Incentives To Docs Linked To Better Heart Disease Cure For South Asians In UK

by VR Sreeraman on Nov 19 2008 4:39 PM

Incentives make doctors ignore ethnic differences in the management of coronary heart disease (CHD), thus providing better treatment for South Asians in the UK, according to a new study.

Dr. Christopher Millett, Consultant in Public Health at Imperial College Faculty of Medicine in London in the UK, and his colleagues have said that money can turn out to be a great motivation behind doctors ignoring ethnic differences in quality of and access to care in CHD.

For the study, they evaluated the benefits of pay for performance schemes launched in 2004 in the UK, for the management of coronary heart disease, with a particular focus on ethnic differences.

Already, it's known that there are marked differences in cardiovascular disease prevalence and subsequent health outcomes between ethnic groups, as well as potential unequal access to high-quality care.

The researchers focussed on whether financial incentives for doctors would address these differences in management of CHD across ethnic groups.

They looked at electronic records from 32 family practices in inner city London, before and after the introduction of the new contract in 2004. They identified 2,891 people with CHD in 2003 and 3,101 in 2005 and examined 10 quality indicators for CHD management.

There were incentives for recording smoking status, measuring cholesterol and blood pressure, prescribing aspirin, beta-blockers and ACE inhibitors, as well as for controlling cholesterol and blood pressure. There were no incentives for either BMI measurement or prescription of statins.

It was found that more patients were reaching national treatment targets for both blood pressure and total cholesterol since the implementation of the pay for performance initiative in April 2004.

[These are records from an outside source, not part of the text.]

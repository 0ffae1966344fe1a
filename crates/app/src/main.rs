use chrono::Utc;
use clap::{Parser, Subcommand};
use report_qa_core::{
    ingest_report, ChunkIndex, ChunkingOptions, HttpEmbedder, HttpReranker, OllamaGenerator,
    QueryPipeline, RetrievalOptions, SqliteChunkIndex,
};
use std::path::PathBuf;
use tracing::info;
use tracing_subscriber::{fmt, prelude::*, EnvFilter};

#[derive(Parser)]
#[command(name = "report-qa", version)]
struct Cli {
    #[command(subcommand)]
    command: Command,

    /// Report PDF to ingest.
    #[arg(long, env = "REPORT_QA_SOURCE", default_value = "data/annual_report.pdf")]
    source: PathBuf,

    /// Directory holding the persistent chunk index.
    #[arg(long, env = "REPORT_QA_INDEX_DIR", default_value = ".report-index")]
    index_dir: PathBuf,

    /// Embedding service base URL.
    #[arg(long, default_value = "http://localhost:8080")]
    embedding_url: String,

    /// Cross-encoder rerank service base URL.
    #[arg(long, default_value = "http://localhost:8081")]
    rerank_url: String,

    /// Ollama-compatible generation service base URL.
    #[arg(long, default_value = "http://localhost:11434")]
    ollama_url: String,

    /// Generation model name.
    #[arg(long, default_value = "mistral")]
    generator_model: String,

    /// Candidates fetched by similarity search before reranking.
    #[arg(long, default_value = "25")]
    candidates: usize,

    /// Chunks kept after reranking and cited as sources.
    #[arg(long, default_value = "5")]
    top_n: usize,
}

#[derive(Subcommand)]
enum Command {
    /// Convert, chunk and index the report. Re-runs add only missing chunks.
    Ingest {
        /// Wipe the whole index before ingesting. Destructive.
        #[arg(long, default_value_t = false)]
        reset: bool,
    },
    /// Ask a question against the indexed report.
    Query {
        /// The question text.
        question: String,
    },
}

#[tokio::main]
async fn main() -> anyhow::Result<()> {
    tracing_subscriber::registry()
        .with(EnvFilter::from_default_env())
        .with(fmt::layer())
        .init();

    let cli = Cli::parse();
    info!(
        version = env!("CARGO_PKG_VERSION"),
        started_at = %Utc::now().to_rfc3339(),
        "report-qa boot"
    );

    let embedder = HttpEmbedder::new(&cli.embedding_url)?;

    match cli.command {
        Command::Ingest { reset } => {
            let index = SqliteChunkIndex::open(&cli.index_dir, embedder).await?;

            if reset {
                println!("Clearing index");
                index.reset().await?;
            }

            println!(
                "Loading and converting {} ... (this may take a while)",
                cli.source.display()
            );

            match ingest_report(&cli.source, &index, &ChunkingOptions::default()).await? {
                None => {
                    println!("Error: report not found at {}", cli.source.display());
                }
                Some(report) => {
                    println!("Split the report into {} chunks", report.total_chunks);
                    println!(
                        "Number of existing documents in index: {}",
                        report.existing
                    );
                    if report.added > 0 {
                        println!("Adding {} new documents...", report.added);
                    } else {
                        println!("No new documents to add");
                    }
                }
            }
        }
        Command::Query { question } => {
            let index = SqliteChunkIndex::open(&cli.index_dir, embedder.clone()).await?;
            let reranker = HttpReranker::new(&cli.rerank_url)?;
            let generator = OllamaGenerator::new(&cli.ollama_url, &cli.generator_model)?;
            let options = RetrievalOptions {
                candidate_k: cli.candidates,
                top_n: cli.top_n,
            };

            let pipeline = QueryPipeline::new(embedder, index, reranker, generator, options);
            let answer = pipeline.answer(&question).await?;

            println!("Response: {}", answer.text);
            println!("Sources: {:?}", answer.sources);
        }
    }

    Ok(())
}
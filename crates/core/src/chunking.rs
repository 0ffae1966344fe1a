use crate::error::IngestError;
use crate::models::{Chunk, ChunkKind, ChunkingOptions, Document};
use regex::Regex;

/// Markdown `#` headings plus the numbered section headings that survive
/// PDF text extraction (markers are lost, the numbering is not).
const HEADING_PATTERN: &str = r"^(?:#{1,6}\s+\S.*|\d+(?:\.\d+)*\s+[A-Z][^.]{0,78})$";

#[derive(Debug, Clone, PartialEq)]
enum Block {
    Heading(String),
    Paragraph(String),
    Table(String),
}

impl Block {
    fn text(&self) -> &str {
        match self {
            Block::Heading(text) | Block::Paragraph(text) | Block::Table(text) => text,
        }
    }

    fn is_table(&self) -> bool {
        matches!(self, Block::Table(_))
    }
}

/// Splits a document into ordered chunks along structural boundaries.
/// Chunk order matches document order; the zero-based position is what the
/// chunk ID is derived from.
pub fn split_document(
    document: &Document,
    options: &ChunkingOptions,
) -> Result<Vec<Chunk>, IngestError> {
    if options.max_chars == 0 {
        return Err(IngestError::InvalidChunkConfig(
            "max_chars must be positive".to_string(),
        ));
    }
    if options.overlap_chars >= options.max_chars {
        return Err(IngestError::InvalidChunkConfig(format!(
            "overlap_chars {} must be smaller than max_chars {}",
            options.overlap_chars, options.max_chars
        )));
    }

    let heading_re = Regex::new(HEADING_PATTERN)?;
    let blocks = parse_blocks(&document.content, &heading_re);
    let units = attach_headings(blocks, options.max_chars);
    let packed = pack_units(units, options);

    Ok(packed
        .into_iter()
        .enumerate()
        .map(|(index, (content, has_table))| {
            let kind = if has_table {
                ChunkKind::Table
            } else {
                ChunkKind::Text
            };
            Chunk::new(&document.source, index, kind, content)
        })
        .collect())
}

fn parse_blocks(text: &str, heading_re: &Regex) -> Vec<Block> {
    let mut blocks = Vec::new();
    let mut paragraph: Vec<String> = Vec::new();
    let mut table: Vec<String> = Vec::new();

    for line in text.lines() {
        let trimmed = line.trim();

        if trimmed.starts_with('|') {
            flush_lines(&mut paragraph, &mut blocks, false);
            table.push(trimmed.to_string());
            continue;
        }
        flush_lines(&mut table, &mut blocks, true);

        if trimmed.is_empty() {
            flush_lines(&mut paragraph, &mut blocks, false);
            continue;
        }

        if heading_re.is_match(trimmed) {
            flush_lines(&mut paragraph, &mut blocks, false);
            blocks.push(Block::Heading(trimmed.to_string()));
            continue;
        }

        paragraph.push(trimmed.to_string());
    }

    flush_lines(&mut table, &mut blocks, true);
    flush_lines(&mut paragraph, &mut blocks, false);
    blocks
}

fn flush_lines(lines: &mut Vec<String>, blocks: &mut Vec<Block>, as_table: bool) {
    if lines.is_empty() {
        return;
    }
    let text = lines.join("\n");
    lines.clear();
    blocks.push(if as_table {
        Block::Table(text)
    } else {
        Block::Paragraph(text)
    });
}

/// Glues each heading to the block that follows it when the pair fits in
/// one chunk, so a heading does not end up orphaned at a split point.
fn attach_headings(blocks: Vec<Block>, max_chars: usize) -> Vec<Block> {
    let mut units = Vec::new();
    let mut pending: Option<String> = None;

    for block in blocks {
        match block {
            Block::Heading(heading) => {
                if let Some(previous) = pending.take() {
                    units.push(Block::Heading(previous));
                }
                pending = Some(heading);
            }
            other => match pending.take() {
                Some(heading) if heading.len() + 2 + other.text().len() <= max_chars => {
                    let glued = format!("{}\n\n{}", heading, other.text());
                    units.push(if other.is_table() {
                        Block::Table(glued)
                    } else {
                        Block::Paragraph(glued)
                    });
                }
                Some(heading) => {
                    units.push(Block::Heading(heading));
                    units.push(other);
                }
                None => units.push(other),
            },
        }
    }

    if let Some(heading) = pending {
        units.push(Block::Heading(heading));
    }
    units
}

fn pack_units(units: Vec<Block>, options: &ChunkingOptions) -> Vec<(String, bool)> {
    let mut packed: Vec<(String, bool)> = Vec::new();
    let mut current = String::new();
    let mut current_has_table = false;

    for unit in units {
        let is_table = unit.is_table();
        let text = match unit {
            Block::Heading(text) | Block::Paragraph(text) | Block::Table(text) => text,
        };

        if text.len() > options.max_chars {
            flush_current(&mut packed, &mut current, &mut current_has_table);
            if is_table {
                // a table never splits; it goes out whole even when oversized
                packed.push((text, true));
            } else {
                for piece in split_by_chars(&text, options) {
                    packed.push((piece, false));
                }
            }
            continue;
        }

        if !current.is_empty() && current.len() + 2 + text.len() > options.max_chars {
            let tail = overlap_tail(&current, options.overlap_chars);
            flush_current(&mut packed, &mut current, &mut current_has_table);
            current.push_str(&tail);
        }

        if !current.is_empty() {
            current.push_str("\n\n");
        }
        current.push_str(&text);
        current_has_table |= is_table;
    }

    flush_current(&mut packed, &mut current, &mut current_has_table);
    packed
}

fn flush_current(packed: &mut Vec<(String, bool)>, current: &mut String, has_table: &mut bool) {
    if !current.is_empty() {
        packed.push((std::mem::take(current), *has_table));
        *has_table = false;
    }
}

fn split_by_chars(text: &str, options: &ChunkingOptions) -> Vec<String> {
    let chars: Vec<char> = text.chars().collect();
    let step = options
        .max_chars
        .saturating_sub(options.overlap_chars)
        .max(1);

    let mut pieces = Vec::new();
    let mut start = 0;
    while start < chars.len() {
        let end = (start + options.max_chars).min(chars.len());
        pieces.push(chars[start..end].iter().collect());
        if end == chars.len() {
            break;
        }
        start += step;
    }
    pieces
}

fn overlap_tail(text: &str, overlap_chars: usize) -> String {
    if overlap_chars == 0 || text.is_empty() {
        return String::new();
    }
    let chars: Vec<char> = text.chars().collect();
    let start = chars.len().saturating_sub(overlap_chars);
    chars[start..].iter().collect()
}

With the scheme, CHD management also improved across both incentivized and non-incentivized indicators. There were also fewer differences in prescribing and clinical outcomes between ethnic groups in 2005 than in 2003.

For example, improvements in blood pressure control were greater in the black group than amongst the whites over the two year period, with the treatment gap between the two groups closing between 2003 and 2005.

More South Asians also had their blood pressure recorded in 2005 than in 2003.

However, black patients were still less likely to be prescribed statins than South Asians or whites in 2005.

The authors concluded: "Whilst the management of CHD remains suboptimal in many patients, improvements in the quality of care seen since the new contract are impressive....most patients, including those from ethnic minority groups and living in areas of low socio-economic status, appear to have benefited from the scheme."

They added that healthcare planners in other countries might want to consider introducing similar initiatives for their own primary care physicians.

The study was published online in Springer's Journal of General Internal Medicine.